** Records for this exercise follows **

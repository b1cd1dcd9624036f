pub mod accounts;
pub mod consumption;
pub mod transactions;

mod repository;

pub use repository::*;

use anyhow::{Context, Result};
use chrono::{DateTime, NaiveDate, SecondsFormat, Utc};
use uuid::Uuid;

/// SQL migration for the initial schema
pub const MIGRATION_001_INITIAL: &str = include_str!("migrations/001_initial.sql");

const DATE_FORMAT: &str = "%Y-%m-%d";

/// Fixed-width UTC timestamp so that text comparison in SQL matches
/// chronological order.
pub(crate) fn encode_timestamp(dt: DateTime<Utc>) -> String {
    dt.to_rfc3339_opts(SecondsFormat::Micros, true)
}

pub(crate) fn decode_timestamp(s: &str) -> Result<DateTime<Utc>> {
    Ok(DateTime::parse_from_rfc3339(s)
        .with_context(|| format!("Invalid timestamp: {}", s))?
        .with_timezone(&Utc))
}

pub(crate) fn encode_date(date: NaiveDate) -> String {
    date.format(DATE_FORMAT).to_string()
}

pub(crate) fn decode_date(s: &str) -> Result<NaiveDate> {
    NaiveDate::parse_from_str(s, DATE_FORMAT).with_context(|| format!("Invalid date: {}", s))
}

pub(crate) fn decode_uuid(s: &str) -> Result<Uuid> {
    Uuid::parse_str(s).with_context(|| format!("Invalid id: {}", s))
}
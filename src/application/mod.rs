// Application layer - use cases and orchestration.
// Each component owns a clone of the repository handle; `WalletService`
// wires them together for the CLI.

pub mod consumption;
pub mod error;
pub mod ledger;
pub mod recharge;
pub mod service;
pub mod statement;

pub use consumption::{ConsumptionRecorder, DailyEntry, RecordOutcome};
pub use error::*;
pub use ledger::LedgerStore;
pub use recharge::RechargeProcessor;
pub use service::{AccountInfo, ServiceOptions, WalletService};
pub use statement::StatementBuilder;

** End of Records for this exercise **
** Records for this exercise follows **

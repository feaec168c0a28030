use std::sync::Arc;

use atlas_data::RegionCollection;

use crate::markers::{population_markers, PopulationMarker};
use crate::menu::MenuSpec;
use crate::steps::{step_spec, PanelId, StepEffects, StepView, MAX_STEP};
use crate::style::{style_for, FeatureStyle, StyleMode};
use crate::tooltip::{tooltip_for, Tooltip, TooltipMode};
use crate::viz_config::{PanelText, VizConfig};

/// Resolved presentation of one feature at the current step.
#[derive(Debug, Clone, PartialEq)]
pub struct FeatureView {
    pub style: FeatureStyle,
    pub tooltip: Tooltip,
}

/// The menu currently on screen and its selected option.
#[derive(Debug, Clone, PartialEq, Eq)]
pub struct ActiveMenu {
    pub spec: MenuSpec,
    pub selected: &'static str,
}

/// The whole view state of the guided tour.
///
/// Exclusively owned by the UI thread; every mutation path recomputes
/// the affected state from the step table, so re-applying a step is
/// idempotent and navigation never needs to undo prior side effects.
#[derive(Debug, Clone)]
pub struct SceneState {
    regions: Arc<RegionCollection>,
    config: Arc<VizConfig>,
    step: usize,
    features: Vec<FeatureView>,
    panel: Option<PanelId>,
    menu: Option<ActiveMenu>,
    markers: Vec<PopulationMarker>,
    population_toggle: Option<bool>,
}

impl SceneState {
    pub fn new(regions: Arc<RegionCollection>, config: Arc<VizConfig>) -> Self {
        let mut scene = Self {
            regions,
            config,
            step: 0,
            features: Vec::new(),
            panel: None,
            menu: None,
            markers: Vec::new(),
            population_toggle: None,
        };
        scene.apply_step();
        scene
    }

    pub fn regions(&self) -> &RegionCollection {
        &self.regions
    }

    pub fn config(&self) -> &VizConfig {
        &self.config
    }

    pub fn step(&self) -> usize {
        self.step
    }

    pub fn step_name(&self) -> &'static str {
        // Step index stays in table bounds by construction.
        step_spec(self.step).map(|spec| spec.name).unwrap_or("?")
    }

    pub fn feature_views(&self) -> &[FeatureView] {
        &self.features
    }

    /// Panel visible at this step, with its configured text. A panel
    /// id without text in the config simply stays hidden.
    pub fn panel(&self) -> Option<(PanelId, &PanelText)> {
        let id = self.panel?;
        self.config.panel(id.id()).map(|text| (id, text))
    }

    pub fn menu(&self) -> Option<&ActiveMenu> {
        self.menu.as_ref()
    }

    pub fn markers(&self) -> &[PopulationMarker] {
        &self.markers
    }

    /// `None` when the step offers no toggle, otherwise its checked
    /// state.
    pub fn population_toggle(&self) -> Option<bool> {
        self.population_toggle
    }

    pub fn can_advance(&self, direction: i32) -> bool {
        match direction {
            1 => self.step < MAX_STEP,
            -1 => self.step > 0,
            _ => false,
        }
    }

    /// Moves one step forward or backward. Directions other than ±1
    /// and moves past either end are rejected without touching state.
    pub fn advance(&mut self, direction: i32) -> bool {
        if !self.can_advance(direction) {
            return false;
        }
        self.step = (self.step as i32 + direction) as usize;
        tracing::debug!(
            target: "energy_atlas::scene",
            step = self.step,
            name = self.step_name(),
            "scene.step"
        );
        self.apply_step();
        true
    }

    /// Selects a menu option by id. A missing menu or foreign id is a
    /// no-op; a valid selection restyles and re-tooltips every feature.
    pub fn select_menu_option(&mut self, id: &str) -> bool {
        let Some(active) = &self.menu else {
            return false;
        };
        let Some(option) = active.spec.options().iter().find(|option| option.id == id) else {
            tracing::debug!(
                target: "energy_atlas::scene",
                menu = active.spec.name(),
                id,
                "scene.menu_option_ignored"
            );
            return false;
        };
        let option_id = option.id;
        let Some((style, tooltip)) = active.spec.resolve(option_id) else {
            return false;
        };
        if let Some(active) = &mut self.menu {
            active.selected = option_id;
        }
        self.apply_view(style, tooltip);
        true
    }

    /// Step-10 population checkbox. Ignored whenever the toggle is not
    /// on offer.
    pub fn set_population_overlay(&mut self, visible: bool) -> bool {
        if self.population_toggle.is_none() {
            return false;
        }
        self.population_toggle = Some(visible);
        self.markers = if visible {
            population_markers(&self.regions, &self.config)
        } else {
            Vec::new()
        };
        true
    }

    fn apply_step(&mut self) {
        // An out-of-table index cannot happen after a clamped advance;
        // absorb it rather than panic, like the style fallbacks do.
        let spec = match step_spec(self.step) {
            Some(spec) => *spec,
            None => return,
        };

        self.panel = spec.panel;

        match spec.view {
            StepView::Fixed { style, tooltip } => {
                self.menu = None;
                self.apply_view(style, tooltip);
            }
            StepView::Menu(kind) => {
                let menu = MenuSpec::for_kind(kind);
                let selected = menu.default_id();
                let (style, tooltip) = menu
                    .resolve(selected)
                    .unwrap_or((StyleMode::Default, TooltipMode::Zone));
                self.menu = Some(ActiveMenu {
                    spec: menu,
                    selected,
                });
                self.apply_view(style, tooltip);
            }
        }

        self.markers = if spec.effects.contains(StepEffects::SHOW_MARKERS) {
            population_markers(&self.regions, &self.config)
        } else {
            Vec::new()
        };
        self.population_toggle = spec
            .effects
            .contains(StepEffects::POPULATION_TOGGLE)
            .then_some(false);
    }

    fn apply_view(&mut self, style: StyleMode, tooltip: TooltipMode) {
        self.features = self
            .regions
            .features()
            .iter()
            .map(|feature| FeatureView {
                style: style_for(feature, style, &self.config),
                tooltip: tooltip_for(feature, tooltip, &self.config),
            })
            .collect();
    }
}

** End of Records for this exercise **

» **Your instructions**: Your answer should consist of copies of the lines above that include the string "FeatureView".

» **Response to the task**:
pub struct FeatureView {
    features: Vec<FeatureView>,
    pub fn feature_views(&self) -> &[FeatureView] {
            .map(|feature| FeatureView {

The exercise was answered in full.